BEGIN EXTRACTED INFORMATION

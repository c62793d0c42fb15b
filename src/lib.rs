pub mod clock;
pub mod commands;
pub mod config;
pub mod engine;
pub mod itemize;
pub mod probe;
pub mod state;
pub mod transfer;

use std::io::IsTerminal;
use std::path::PathBuf;
use std::time::Duration;

use anyhow::Result;
use clap::{CommandFactory, Parser, Subcommand};
use tracing_subscriber::EnvFilter;

use config::Registry;

/// Command-line interface.
#[derive(Parser, Debug)]
#[command(
    name = "gs",
    version,
    about = "Mirror local directories against a remote host with rsync over SSH"
)]
pub struct Cli {
    /// Registry file (defaults to ~/.config/gs/gs.toml)
    #[arg(long, global = true, env = "GS_CONFIG")]
    pub config: Option<PathBuf>,

    /// rsync binary used for transfers
    #[arg(long, global = true, env = "GS_RSYNC", default_value = "rsync")]
    pub rsync: PathBuf,

    /// Log debug details to stderr (RUST_LOG takes precedence)
    #[arg(short, long, global = true)]
    pub verbose: bool,

    #[command(subcommand)]
    pub command: Commands,
}

#[derive(Subcommand, Debug)]
pub enum Commands {
    /// Initialize the registry with a remote: user@host:port:/path
    Init { remote: String },
    /// Track the current directory
    Track,
    /// Stop tracking the directory containing the current directory
    Untrack,
    /// List tracked directories and when they were last synced
    List,
    /// Send local changes to the remote (mirrors, deleting remote extras)
    Push,
    /// Fetch remote changes (mirrors, deleting local extras)
    Pull,
    /// Show pending changes in both directions without transferring
    Status,
    /// Wait for the remote, then pull every tracked directory
    Auto {
        /// Pause between reachability probes
        #[arg(long, default_value = "30s", value_parser = parse_duration)]
        interval: Duration,

        /// Give up after this long; 0 waits forever
        #[arg(long, default_value = "15m", value_parser = parse_duration)]
        timeout: Duration,
    },
    /// Generate shell completions to stdout
    Completions {
        #[arg(value_enum)]
        shell: clap_complete::Shell,
    },
    /// Generate man page to stdout
    Man,
}

pub fn run(cli: Cli) -> Result<()> {
    let config_path = cli.config.unwrap_or_else(Registry::default_path);

    match cli.command {
        Commands::Init { remote } => commands::init(&config_path, &remote),
        Commands::Track => commands::track(&config_path),
        Commands::Untrack => commands::untrack(&config_path),
        Commands::List => commands::list(&config_path),
        Commands::Push => commands::push(&config_path, &cli.rsync),
        Commands::Pull => commands::pull(&config_path, &cli.rsync),
        Commands::Status => commands::status(&config_path, &cli.rsync),
        Commands::Auto { interval, timeout } => {
            commands::auto(&config_path, &cli.rsync, interval, timeout)
        }
        Commands::Completions { shell } => {
            let mut cmd = Cli::command();
            clap_complete::generate(shell, &mut cmd, "gs", &mut std::io::stdout());
            Ok(())
        }
        Commands::Man => {
            let cmd = Cli::command();
            let man = clap_mangen::Man::new(cmd);
            let mut out = std::io::stdout();
            man.render(&mut out)?;
            Ok(())
        }
    }
}

/// Install the stderr log subscriber.
///
/// `RUST_LOG` wins when set; otherwise only errors are shown, or everything
/// from this crate down to `debug` with `verbose`.
pub fn init_logging(verbose: bool) {
    let default = if verbose { "gs=debug" } else { "gs=error" };
    let filter = EnvFilter::try_from_default_env().unwrap_or_else(|_| EnvFilter::new(default));

    let _ = tracing_subscriber::fmt()
        .with_env_filter(filter)
        .with_writer(std::io::stderr)
        .with_ansi(std::io::stderr().is_terminal())
        .with_target(false)
        .try_init();
}

/// Parse `0`, `90`, `30s`, `15m`, `2h`, `1h30m` or `500ms`.
///
/// A bare number is seconds.
pub fn parse_duration(input: &str) -> Result<Duration, String> {
    let input = input.trim();
    if input.is_empty() {
        return Err("empty duration".to_string());
    }
    if let Ok(secs) = input.parse::<u64>() {
        return Ok(Duration::from_secs(secs));
    }

    let mut total = Duration::ZERO;
    let mut rest = input;
    while !rest.is_empty() {
        let digits = rest.find(|c: char| !c.is_ascii_digit()).unwrap_or(rest.len());
        if digits == 0 {
            return Err(format!("invalid duration '{input}'"));
        }
        let value: u64 = rest[..digits]
            .parse()
            .map_err(|_| format!("invalid duration '{input}'"))?;
        rest = &rest[digits..];

        let unit_len = rest.find(|c: char| c.is_ascii_digit()).unwrap_or(rest.len());
        let step = match &rest[..unit_len] {
            "h" => value.checked_mul(3600).map(Duration::from_secs),
            "m" => value.checked_mul(60).map(Duration::from_secs),
            "s" => Some(Duration::from_secs(value)),
            "ms" => Some(Duration::from_millis(value)),
            unit => return Err(format!("unknown unit '{unit}' in duration '{input}'")),
        };
        total = step
            .and_then(|step| total.checked_add(step))
            .ok_or_else(|| format!("duration '{input}' is too large"))?;
        rest = &rest[unit_len..];
    }
    Ok(total)
}
//! Time source and blocking sleep used by the guards and the poller.

use std::time::Duration;

use chrono::{DateTime, Utc};

/// Wall clock plus a blocking sleep.
///
/// Everything that stamps state or waits goes through this trait so tests
/// can run the state machine without real delays.
pub trait Clock {
    fn now(&self) -> DateTime<Utc>;

    fn sleep(&self, duration: Duration);

    /// Time since `start`, clamped at zero if the clock went backwards.
    fn elapsed_since(&self, start: DateTime<Utc>) -> Duration {
        (self.now() - start).to_std().unwrap_or(Duration::ZERO)
    }
}

/// The real clock.
#[derive(Debug, Clone, Copy, Default)]
pub struct SystemClock;

impl Clock for SystemClock {
    fn now(&self) -> DateTime<Utc> {
        Utc::now()
    }

    fn sleep(&self, duration: Duration) {
        std::thread::sleep(duration);
    }
}

impl<C: Clock + ?Sized> Clock for &C {
    fn now(&self) -> DateTime<Utc> {
        (**self).now()
    }

    fn sleep(&self, duration: Duration) {
        (**self).sleep(duration)
    }
}

#[cfg(test)]
pub(crate) mod testing {
    use std::cell::{Cell, RefCell};

    use chrono::TimeZone;

    use super::*;

    /// Manually driven clock: `sleep` advances time and is recorded.
    pub struct FakeClock {
        now: Cell<DateTime<Utc>>,
        sleeps: RefCell<Vec<Duration>>,
    }

    impl FakeClock {
        pub fn new() -> Self {
            Self {
                now: Cell::new(Utc.with_ymd_and_hms(2024, 5, 1, 9, 0, 0).unwrap()),
                sleeps: RefCell::new(Vec::new()),
            }
        }

        pub fn sleeps(&self) -> Vec<Duration> {
            self.sleeps.borrow().clone()
        }

        pub fn advance(&self, duration: Duration) {
            let step = chrono::Duration::from_std(duration).unwrap();
            self.now.set(self.now.get() + step);
        }
    }

    impl Clock for FakeClock {
        fn now(&self) -> DateTime<Utc> {
            self.now.get()
        }

        fn sleep(&self, duration: Duration) {
            self.sleeps.borrow_mut().push(duration);
            self.advance(duration);
        }
    }

    #[test]
    fn test_fake_clock_sleep_advances_time() {
        let clock = FakeClock::new();
        let start = clock.now();
        clock.sleep(Duration::from_secs(3));
        clock.sleep(Duration::from_secs(2));
        assert_eq!(clock.elapsed_since(start), Duration::from_secs(5));
        assert_eq!(clock.sleeps(), [Duration::from_secs(3), Duration::from_secs(2)]);
    }

    #[test]
    fn test_elapsed_since_future_is_zero() {
        let clock = FakeClock::new();
        let future = clock.now() + chrono::Duration::seconds(10);
        assert_eq!(clock.elapsed_since(future), Duration::ZERO);
    }
}
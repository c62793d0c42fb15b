//! Interpretation of rsync `--itemize-changes` output.
//!
//! An itemized line starts with an 11-character code followed by a space and
//! the file name, e.g. `>f.st...... notes/todo.md` or `*deleting   old.md`.
//! The first character tells what kind of update it is; only file-level
//! updates are kept. Summary lines (`sending incremental file list`,
//! `sent 1,234 bytes ...`) and attribute-only lines (`.d..t......`) are
//! dropped.

use std::fmt;

/// Width of the itemize code plus the separating space.
const ITEMIZE_PREFIX_WIDTH: usize = 12;

/// Category of a change, from the first itemize character.
#[derive(Debug, Clone, Copy, PartialEq, Eq)]
pub enum ChangeKind {
    /// `<`: file is sent to the remote.
    Sent,
    /// `>`: file is received from the remote.
    Received,
    /// `c`: local change or creation (directories, symlinks).
    Created,
    /// `*`: message such as `*deleting`.
    Deleted,
}

impl ChangeKind {
    fn from_code(code: char) -> Option<Self> {
        match code {
            '<' => Some(Self::Sent),
            '>' => Some(Self::Received),
            'c' => Some(Self::Created),
            '*' => Some(Self::Deleted),
            _ => None,
        }
    }
}

/// One itemized change line, kept verbatim.
#[derive(Debug, Clone, PartialEq, Eq)]
pub struct ChangeRecord {
    line: String,
    kind: ChangeKind,
}

impl ChangeRecord {
    /// Interpret a single trimmed line.
    pub fn from_line(line: &str) -> Option<Self> {
        if line.len() < ITEMIZE_PREFIX_WIDTH {
            return None;
        }
        let kind = ChangeKind::from_code(line.chars().next()?)?;
        Some(Self {
            line: line.to_string(),
            kind,
        })
    }

    pub fn kind(&self) -> ChangeKind {
        self.kind
    }

    pub fn as_str(&self) -> &str {
        &self.line
    }
}

impl fmt::Display for ChangeRecord {
    fn fmt(&self, f: &mut fmt::Formatter<'_>) -> fmt::Result {
        f.write_str(&self.line)
    }
}

/// Extract file-level changes from dry-run output, in emission order.
pub fn parse_itemized_changes(output: &str) -> Vec<ChangeRecord> {
    output
        .lines()
        .map(str::trim)
        .filter_map(ChangeRecord::from_line)
        .collect()
}
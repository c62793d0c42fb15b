//! Remote reachability checks.
//!
//! A probe is a plain TCP connect to the SSH port. It says nothing about
//! authentication; it only tells whether the host is up and listening, which
//! is what `gs init` and `gs auto` need before handing off to rsync.

use std::net::{SocketAddr, TcpStream, ToSocketAddrs};
use std::time::Duration;

use thiserror::Error;

use crate::clock::Clock;
use crate::config::RemoteEndpoint;

/// Per-attempt connect timeout used while polling.
pub const DEFAULT_PROBE_TIMEOUT: Duration = Duration::from_secs(5);

#[derive(Error, Debug, PartialEq, Eq)]
pub enum ProbeError {
    #[error("timed out after {waited:?} waiting for {address}")]
    ReachabilityTimeout { address: String, waited: Duration },
}

/// Something that can tell whether the remote accepts connections.
pub trait Prober {
    /// Single attempt bounded by `timeout`. Never fails; unreachable is `false`.
    fn probe(&self, endpoint: &RemoteEndpoint, timeout: Duration) -> bool;
}

/// TCP connect prober.
#[derive(Debug, Clone, Copy, Default)]
pub struct TcpProber;

impl Prober for TcpProber {
    fn probe(&self, endpoint: &RemoteEndpoint, timeout: Duration) -> bool {
        let Ok(port) = endpoint.port.parse::<u16>() else {
            tracing::warn!(port = %endpoint.port, "invalid port, treating remote as unreachable");
            return false;
        };
        let host = endpoint
            .hostname()
            .trim_start_matches('[')
            .trim_end_matches(']');

        let addrs: Vec<SocketAddr> = match (host, port).to_socket_addrs() {
            Ok(addrs) => addrs.collect(),
            Err(e) => {
                tracing::debug!(host, error = %e, "failed to resolve host");
                return false;
            }
        };

        for addr in addrs {
            match TcpStream::connect_timeout(&addr, timeout) {
                Ok(_) => {
                    tracing::debug!(%addr, "remote reachable");
                    return true;
                }
                Err(e) => tracing::debug!(%addr, error = %e, "connect failed"),
            }
        }
        false
    }
}

/// Poll until the remote answers.
///
/// Each attempt uses [`DEFAULT_PROBE_TIMEOUT`]; between attempts the clock
/// sleeps `poll_interval`. A zero `overall_timeout` waits forever.
pub fn wait_until_reachable<P, C>(
    prober: &P,
    clock: &C,
    endpoint: &RemoteEndpoint,
    poll_interval: Duration,
    overall_timeout: Duration,
) -> Result<(), ProbeError>
where
    P: Prober + ?Sized,
    C: Clock + ?Sized,
{
    let start = clock.now();
    let mut attempts = 0u64;

    loop {
        attempts += 1;
        if prober.probe(endpoint, DEFAULT_PROBE_TIMEOUT) {
            tracing::info!(attempts, "remote is reachable");
            return Ok(());
        }

        let waited = clock.elapsed_since(start);
        if !overall_timeout.is_zero() && waited >= overall_timeout {
            return Err(ProbeError::ReachabilityTimeout {
                address: format!("{}:{}", endpoint.hostname(), endpoint.port),
                waited,
            });
        }

        tracing::debug!(attempts, ?poll_interval, "remote not reachable yet");
        clock.sleep(poll_interval);
    }
}
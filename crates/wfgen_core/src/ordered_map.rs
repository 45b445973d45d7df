//! Insertion-ordered association list.
//!
//! Workflow documents treat mapping key order as significant, so every
//! keyed collection in the model goes through this type rather than a
//! hash map.

use std::fmt;
use std::marker::PhantomData;

use serde::de::{self, Deserialize, Deserializer, MapAccess, Visitor};
use serde::ser::{Serialize, SerializeMap, Serializer};

/// A map that iterates in insertion order and never holds duplicate keys.
#[derive(Debug, Clone, PartialEq, Eq)]
pub struct OrderedMap<V> {
    entries: Vec<(String, V)>,
}

impl<V> Default for OrderedMap<V> {
    fn default() -> Self {
        Self::new()
    }
}

impl<V> OrderedMap<V> {
    pub fn new() -> Self {
        Self {
            entries: Vec::new(),
        }
    }

    /// Insert a value. An existing key keeps its position and gets the new
    /// value; the previous value is returned.
    pub fn insert(&mut self, key: impl Into<String>, value: V) -> Option<V> {
        let key = key.into();
        match self.entries.iter_mut().find(|(k, _)| *k == key) {
            Some((_, slot)) => Some(std::mem::replace(slot, value)),
            None => {
                self.entries.push((key, value));
                None
            }
        }
    }

    /// Builder-style insert.
    pub fn with(mut self, key: impl Into<String>, value: V) -> Self {
        self.insert(key, value);
        self
    }

    pub fn get(&self, key: &str) -> Option<&V> {
        self.entries.iter().find(|(k, _)| k == key).map(|(_, v)| v)
    }

    pub fn get_mut(&mut self, key: &str) -> Option<&mut V> {
        self.entries
            .iter_mut()
            .find(|(k, _)| k == key)
            .map(|(_, v)| v)
    }

    pub fn contains_key(&self, key: &str) -> bool {
        self.get(key).is_some()
    }

    pub fn remove(&mut self, key: &str) -> Option<V> {
        let index = self.entries.iter().position(|(k, _)| k == key)?;
        Some(self.entries.remove(index).1)
    }

    pub fn keys(&self) -> impl Iterator<Item = &str> {
        self.entries.iter().map(|(k, _)| k.as_str())
    }

    pub fn values(&self) -> impl Iterator<Item = &V> {
        self.entries.iter().map(|(_, v)| v)
    }

    pub fn iter(&self) -> impl Iterator<Item = (&str, &V)> {
        self.entries.iter().map(|(k, v)| (k.as_str(), v))
    }

    pub fn len(&self) -> usize {
        self.entries.len()
    }

    pub fn is_empty(&self) -> bool {
        self.entries.is_empty()
    }
}

impl<K: Into<String>, V> FromIterator<(K, V)> for OrderedMap<V> {
    fn from_iter<I: IntoIterator<Item = (K, V)>>(iter: I) -> Self {
        let mut map = Self::new();
        for (key, value) in iter {
            map.insert(key, value);
        }
        map
    }
}

impl<V> IntoIterator for OrderedMap<V> {
    type Item = (String, V);
    type IntoIter = std::vec::IntoIter<(String, V)>;

    fn into_iter(self) -> Self::IntoIter {
        self.entries.into_iter()
    }
}

impl<V: Serialize> Serialize for OrderedMap<V> {
    fn serialize<S>(&self, serializer: S) -> Result<S::Ok, S::Error>
    where
        S: Serializer,
    {
        let mut map = serializer.serialize_map(Some(self.entries.len()))?;
        for (key, value) in &self.entries {
            map.serialize_entry(key, value)?;
        }
        map.end()
    }
}

struct OrderedMapVisitor<V> {
    marker: PhantomData<V>,
}

impl<'de, V: Deserialize<'de>> Visitor<'de> for OrderedMapVisitor<V> {
    type Value = OrderedMap<V>;

    fn expecting(&self, formatter: &mut fmt::Formatter) -> fmt::Result {
        formatter.write_str("a map with unique string keys")
    }

    fn visit_map<A>(self, mut access: A) -> Result<Self::Value, A::Error>
    where
        A: MapAccess<'de>,
    {
        let mut map = OrderedMap {
            entries: Vec::with_capacity(access.size_hint().unwrap_or(0)),
        };
        while let Some((key, value)) = access.next_entry::<String, V>()? {
            if map.contains_key(&key) {
                return Err(de::Error::custom(format!("duplicate key `{}`", key)));
            }
            map.entries.push((key, value));
        }
        Ok(map)
    }
}

impl<'de, V: Deserialize<'de>> Deserialize<'de> for OrderedMap<V> {
    fn deserialize<D>(deserializer: D) -> Result<Self, D::Error>
    where
        D: Deserializer<'de>,
    {
        deserializer.deserialize_map(OrderedMapVisitor {
            marker: PhantomData,
        })
    }
}
//! # wfgen_core
//!
//! Document tree and deterministic YAML renderer for wfgen.
//!
//! This crate knows nothing about workflow fields. It renders a generic
//! [`Node`] tree (scalars, ordered mappings, sequences and absent fields)
//! into YAML text that a CI runner reads back into the same structure.
//!
//! ## Guarantees
//!
//! - **Deterministic**: the same tree always renders to the same bytes
//! - **Ordered**: mapping keys come out in insertion order
//! - **Omission**: [`Node::Absent`] entries leave no trace in the output
//! - **Safe scalars**: strings a parser could mistake for another type are quoted
//!
//! ## Example
//!
//! ```rust
//! use wfgen_core::{render, Mapping, Node};
//!
//! let root: Node = Mapping::new()
//!     .field("name", "CI")
//!     .field("timeout", &None::<i64>)
//!     .field("env", &Mapping::new().field("DEBUG", "true"))
//!     .into();
//!
//! assert_eq!(render(&root).unwrap(), "name: CI\nenv:\n  DEBUG: \"true\"\n");
//! ```

pub mod error;
pub mod node;
pub mod ordered_map;
pub mod render;
mod scalar;

pub use error::{RenderError, RenderResult};
pub use node::{Mapping, Node, Scalar, ToNode};
pub use ordered_map::OrderedMap;
pub use render::{render, render_document, RenderOptions, INDENT};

END EXTRACTED INFORMATION

### PROBLEM DETAILS
What lines above contain the word "total"? Please copy each one.

### RESULT
    let mut total = Duration::ZERO;
        total = step
            .and_then(|step| total.checked_add(step))
    Ok(total)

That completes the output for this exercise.